The Food & Drug Administration decided it was wrong to clear a knee implant made by ReGen Biologics Inc. (OTC:RGBO) in 2008, over-riding the objections of FDA reviewers.
The rescission means Hackensack, N.J.-based ReGen has to keep its Menaflex device off the market until it can prove its safety and effectiveness to the FDA’s satisfaction.
"The FDA has now concluded that the Menaflex device is intended to be used for different purposes and is technologically dissimilar from devices already on the market, called ‘predicate devices,’" according to a press release. "These differences can affect the safety and effectiveness of the Menaflex device. For example, instead of simply repairing or reinforcing damaged tissue like predicate devices, Menaflex is intended to stimulate the growth of new tissue to replace tissue that was surgically removed. Because of these differences, the Menaflex device should not have been cleared by the agency."
But before the federal watchdog agency rescinds the clearance, it wants ReGen to "discuss the appropriate marketing pathway for the device and what data it would need to provide a reasonable assurance of safety and effectiveness."

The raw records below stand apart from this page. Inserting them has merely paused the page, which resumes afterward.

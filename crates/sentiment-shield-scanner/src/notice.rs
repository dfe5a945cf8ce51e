//! Placeholder shown in place of hidden content

use sentiment_shield_core::Category;
use serde::Serialize;

/// What the host renders over a blocked block
#[derive(Debug, Clone, PartialEq, Serialize)]
pub struct BlockNotice {
    pub category: Category,
    pub label: &'static str,
    pub color: &'static str,
    pub confidence_percent: u8,
}

impl BlockNotice {
    pub fn new(category: Category, confidence: f64) -> Self {
        Self {
            category,
            label: label(category),
            color: color(category),
            confidence_percent: (confidence.clamp(0.0, 1.0) * 100.0).round() as u8,
        }
    }
}

/// Human-readable label for a category
pub fn label(category: Category) -> &'static str {
    match category {
        Category::Anger => "Anger Detected",
        Category::Sadness => "Sadness Detected",
        Category::Toxic => "Toxic Content",
        Category::Fear => "Fear-Inducing",
        Category::Spam => "Possible Spam",
    }
}

/// Accent colour for a category
pub fn color(category: Category) -> &'static str {
    match category {
        Category::Anger => "#ff4d4d",
        Category::Sadness => "#6b9fd4",
        Category::Toxic => "#c44dff",
        Category::Fear => "#ff9933",
        Category::Spam => "#ffcc00",
    }
}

The Menaflex 510(k) clearance in December 2008 came despite the fact that the device often failed and required second operations — and over the objections of FDA scientists who opposed clearing the device. In September 2009 the agency admitted that undue influence from four New Jersey congressmen and former commissioner Andrew von Eschenbach affected the decision to green-light the device and announced an investigation into the foofaraw.
In March, the agency’s Orthopaedic and Rehabilitation Devices Panel at the Center for Devices and Radiological Health decided that, while the implant is reasonably safe, its effectiveness needed to be further analyzed. That decision came the same week that the FDA released a report saying Regen failed to produce adequate evidence that device was safe before it was cleared to hit the market.